• **DIRECTIONS FOR THIS TASK**
The result should be every line in the data below that carries the string "delete".

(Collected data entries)
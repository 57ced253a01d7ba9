//! カテゴリカタログ
//!
//! セッションに付けるカテゴリの一覧を管理する。
//! Work / Study / Personal / Meeting の4つはデフォルトとして常に存在し、削除できない。
//! 名前の比較は大文字小文字を区別しない。

mod error;
mod file;
mod memory;

pub use error::{CategoryError, Result};
pub use file::FileCategories;
pub use memory::MemoryCategories;

use serde::{Deserialize, Serialize};
use uuid::Uuid;

/// デフォルトのカテゴリ（名前と表示色）
pub const DEFAULT_CATEGORIES: [(&str, &str); 4] = [
    ("Work", "#3b82f6"),
    ("Study", "#10b981"),
    ("Personal", "#f59e0b"),
    ("Meeting", "#8b5cf6"),
];

/// 色を指定せずに追加したカテゴリの表示色
pub const DEFAULT_CUSTOM_COLOR: &str = "#64748b";

/// カテゴリ
#[derive(Debug, Clone, PartialEq, Eq, Serialize, Deserialize)]
#[serde(rename_all = "camelCase")]
pub struct Category {
    pub id: String,
    pub name: String,
    pub color: String,
    #[serde(default)]
    pub is_default: bool,
}

impl Category {
    /// ユーザーが追加するカテゴリ
    pub fn custom(name: &str, color: Option<&str>) -> Self {
        Self {
            id: Uuid::new_v4().to_string(),
            name: name.trim().to_string(),
            color: color.unwrap_or(DEFAULT_CUSTOM_COLOR).to_string(),
            is_default: false,
        }
    }

    /// 名前が一致するか（大文字小文字を区別しない）
    pub fn matches(&self, name: &str) -> bool {
        self.name.to_lowercase() == name.trim().to_lowercase()
    }
}

/// デフォルトのカテゴリ一覧
pub fn default_categories() -> Vec<Category> {
    DEFAULT_CATEGORIES
        .iter()
        .map(|(name, color)| Category {
            id: format!("default-{}", name.to_lowercase()),
            name: name.to_string(),
            color: color.to_string(),
            is_default: true,
        })
        .collect()
}

/// カテゴリの保存先
pub trait CategoryStore: Send + Sync {
    /// 全カテゴリ（デフォルトが先頭、追加順）
    fn all(&self) -> Result<Vec<Category>>;

    /// カテゴリを追加
    ///
    /// # Errors
    ///
    /// - 名前が空の場合
    /// - 同名のカテゴリが既にある場合（大文字小文字を区別しない）
    fn add(&self, name: &str, color: Option<&str>) -> Result<Category>;

    /// 名前でカテゴリを削除し、削除したカテゴリを返す
    ///
    /// # Errors
    ///
    /// - デフォルトのカテゴリを指定した場合
    /// - カテゴリが存在しない場合
    fn delete(&self, name: &str) -> Result<Category>;

    /// 名前で検索
    fn find(&self, name: &str) -> Result<Option<Category>> {
        Ok(self.all()?.into_iter().find(|category| category.matches(name)))
    }

    /// 登録済みならそのカテゴリを、未登録なら追加したカテゴリを返す
    ///
    /// 戻り値の `bool` は新しく追加したかどうか。
    fn ensure(&self, name: &str) -> Result<(Category, bool)> {
        if let Some(existing) = self.find(name)? {
            return Ok((existing, false));
        }
        Ok((self.add(name, None)?, true))
    }
}

/// 一覧にカテゴリを追加する
pub(crate) fn insert(
    categories: &mut Vec<Category>,
    name: &str,
    color: Option<&str>,
) -> Result<Category> {
    let trimmed = name.trim();
    if trimmed.is_empty() {
        return Err(CategoryError::EmptyName);
    }
    if categories.iter().any(|category| category.matches(trimmed)) {
        return Err(CategoryError::Duplicate(trimmed.to_string()));
    }
    let category = Category::custom(trimmed, color);
    categories.push(category.clone());
    Ok(category)
}

/// 一覧からカテゴリを取り除く
pub(crate) fn remove(categories: &mut Vec<Category>, name: &str) -> Result<Category> {
    let index = categories
        .iter()
        .position(|category| category.matches(name))
        .ok_or_else(|| CategoryError::NotFound(name.trim().to_string()))?;
    if categories[index].is_default {
        return Err(CategoryError::ProtectedDefault(categories[index].name.clone()));
    }
    Ok(categories.remove(index))
}
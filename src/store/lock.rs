//! ファイルの排他ロック
//!
//! デーモンとCLIは別プロセスから同じJSONファイルを書き換えるため、
//! 読み込み→書き込みの間はロックファイルに排他ロックを掛ける。

use std::fs::{self, File, OpenOptions};
use std::io;
use std::path::Path;

use fs2::FileExt;
use tracing::debug;

/// ロックファイルの排他ロック
///
/// ドロップでロックが外れる。ロックファイル自体は削除しない。
#[derive(Debug)]
pub(crate) struct FileLock {
    file: File,
}

impl FileLock {
    /// 排他ロックを取得する（他のプロセスが解放するまで待つ）
    pub(crate) fn acquire(path: &Path) -> io::Result<Self> {
        if let Some(parent) = path.parent() {
            fs::create_dir_all(parent)?;
        }
        let file = OpenOptions::new()
            .read(true)
            .write(true)
            .create(true)
            .truncate(false)
            .open(path)?;
        file.lock_exclusive()?;
        debug!("ロックを取得しました: {:?}", path);
        Ok(Self { file })
    }
}

impl Drop for FileLock {
    fn drop(&mut self) {
        let _ = self.file.unlock();
    }
}
//! 作業時間トラッカーCLI
//!
//! デーモンプロセスとして動作し、Unix Domain Socket経由でCLIコマンドを受け付ける。
//! 設定・セッションログ・カテゴリのコマンドはデーモンを介さずにファイルを直接操作する。

use std::process::ExitCode;

use anyhow::Result;
use clap::Parser;
use tracing::Level;

use timetracker::categories::FileCategories;
use timetracker::cli::completions::generate_completions;
use timetracker::cli::local::{
    resolve_start_category, run_categories, run_config, run_sessions, run_summary,
};
use timetracker::cli::{Cli, Commands, Display, IpcClient};
use timetracker::daemon;
use timetracker::paths::AppPaths;
use timetracker::settings::FileSettings;
use timetracker::store::JsonSessionStore;
use timetracker::types::IpcResponse;

#[tokio::main]
async fn main() -> ExitCode {
    let cli = Cli::parse();

    tracing_subscriber::fmt()
        .with_max_level(if cli.verbose { Level::DEBUG } else { Level::INFO })
        .with_writer(std::io::stderr)
        .init();

    let display = Display::new();
    match run(cli, &display).await {
        Ok(true) => ExitCode::SUCCESS,
        Ok(false) => ExitCode::FAILURE,
        Err(e) => {
            display.show_error(&format!("{:#}", e));
            ExitCode::FAILURE
        }
    }
}

/// コマンドを実行し、成功したかどうかを返す
async fn run(cli: Cli, display: &Display) -> Result<bool> {
    let paths = AppPaths::resolve(cli.home.as_deref())?;
    let client = IpcClient::new(paths.socket_path());

    let succeeded = match cli.command {
        Commands::Start(args) => {
            let catalog = FileCategories::new(paths.categories_path());
            let args = resolve_start_category(args, &catalog, display)?;
            report(
                display,
                client.start(args).await,
                "Failed to start timer",
                Display::show_start_success,
            )
        }
        Commands::Pause => report(
            display,
            client.pause().await,
            "Failed to pause timer",
            Display::show_pause_success,
        ),
        Commands::Resume => report(
            display,
            client.resume().await,
            "Failed to resume timer",
            Display::show_resume_success,
        ),
        Commands::Stop => report(
            display,
            client.stop().await,
            "Failed to stop timer",
            Display::show_stop_success,
        ),
        Commands::Cancel => report(
            display,
            client.cancel().await,
            "Failed to cancel timer",
            Display::show_cancel_success,
        ),
        Commands::Status => report(
            display,
            client.status().await,
            "Failed to get status",
            Display::show_status,
        ),
        Commands::SkipBreak => report(
            display,
            client.skip_break().await,
            "Failed to skip break",
            Display::show_skip_break_success,
        ),
        Commands::Daemon => {
            daemon::run(&paths).await?;
            true
        }
        Commands::Config(args) => {
            let settings = FileSettings::new(paths.settings_path());
            run_config(&args, &settings, display)?;
            true
        }
        Commands::Sessions(args) => {
            let store = JsonSessionStore::new(paths.sessions_path());
            run_sessions(&args, &store, display)?;
            true
        }
        Commands::Summary(args) => {
            let store = JsonSessionStore::new(paths.sessions_path());
            run_summary(&args, &store, display)?;
            true
        }
        Commands::Categories(args) => {
            let catalog = FileCategories::new(paths.categories_path());
            run_categories(&args, &catalog, display)?;
            true
        }
        Commands::Completions { shell } => {
            generate_completions(shell);
            true
        }
    };

    Ok(succeeded)
}

/// デーモンからのレスポンスを表示する
fn report(
    display: &Display,
    result: Result<IpcResponse>,
    failure: &str,
    on_success: fn(&Display, IpcResponse),
) -> bool {
    match result {
        Ok(response) if response.is_success() => {
            on_success(display, response);
            true
        }
        Ok(response) => {
            display.show_error(&response.message);
            false
        }
        Err(e) => {
            display.show_error(&format!("{}: {:#}", failure, e));
            false
        }
    }
}
use std::sync::{Mutex, MutexGuard};

use super::{default_categories, insert, remove, Category, CategoryStore, Result};

/// メモリ上のカテゴリカタログ（テスト用）
#[derive(Debug)]
pub struct MemoryCategories {
    categories: Mutex<Vec<Category>>,
}

impl MemoryCategories {
    pub fn new() -> Self {
        Self {
            categories: Mutex::new(default_categories()),
        }
    }

    fn lock(&self) -> MutexGuard<'_, Vec<Category>> {
        self.categories
            .lock()
            .unwrap_or_else(|poisoned| poisoned.into_inner())
    }
}

impl Default for MemoryCategories {
    fn default() -> Self {
        Self::new()
    }
}

impl CategoryStore for MemoryCategories {
    fn all(&self) -> Result<Vec<Category>> {
        Ok(self.lock().clone())
    }

    fn add(&self, name: &str, color: Option<&str>) -> Result<Category> {
        insert(&mut self.lock(), name, color)
    }

    fn delete(&self, name: &str) -> Result<Category> {
        remove(&mut self.lock(), name)
    }
}
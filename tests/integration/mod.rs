//! コンポーネント間統合テスト
//!
//! 各コンポーネント間の連携をテストする。
//!
//! ## テスト対象
//! - タイマー状態機械
//! - エンジンと外部コンポーネント（ストア・休憩・ティック）
//! - Daemon-CLI IPC通信

pub mod daemon_cli;
pub mod timer_machine;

• **YOUR SOLUTION**
    fn delete(&self, name: &str) -> Result<Category>;
    fn delete(&self, name: &str) -> Result<Category> {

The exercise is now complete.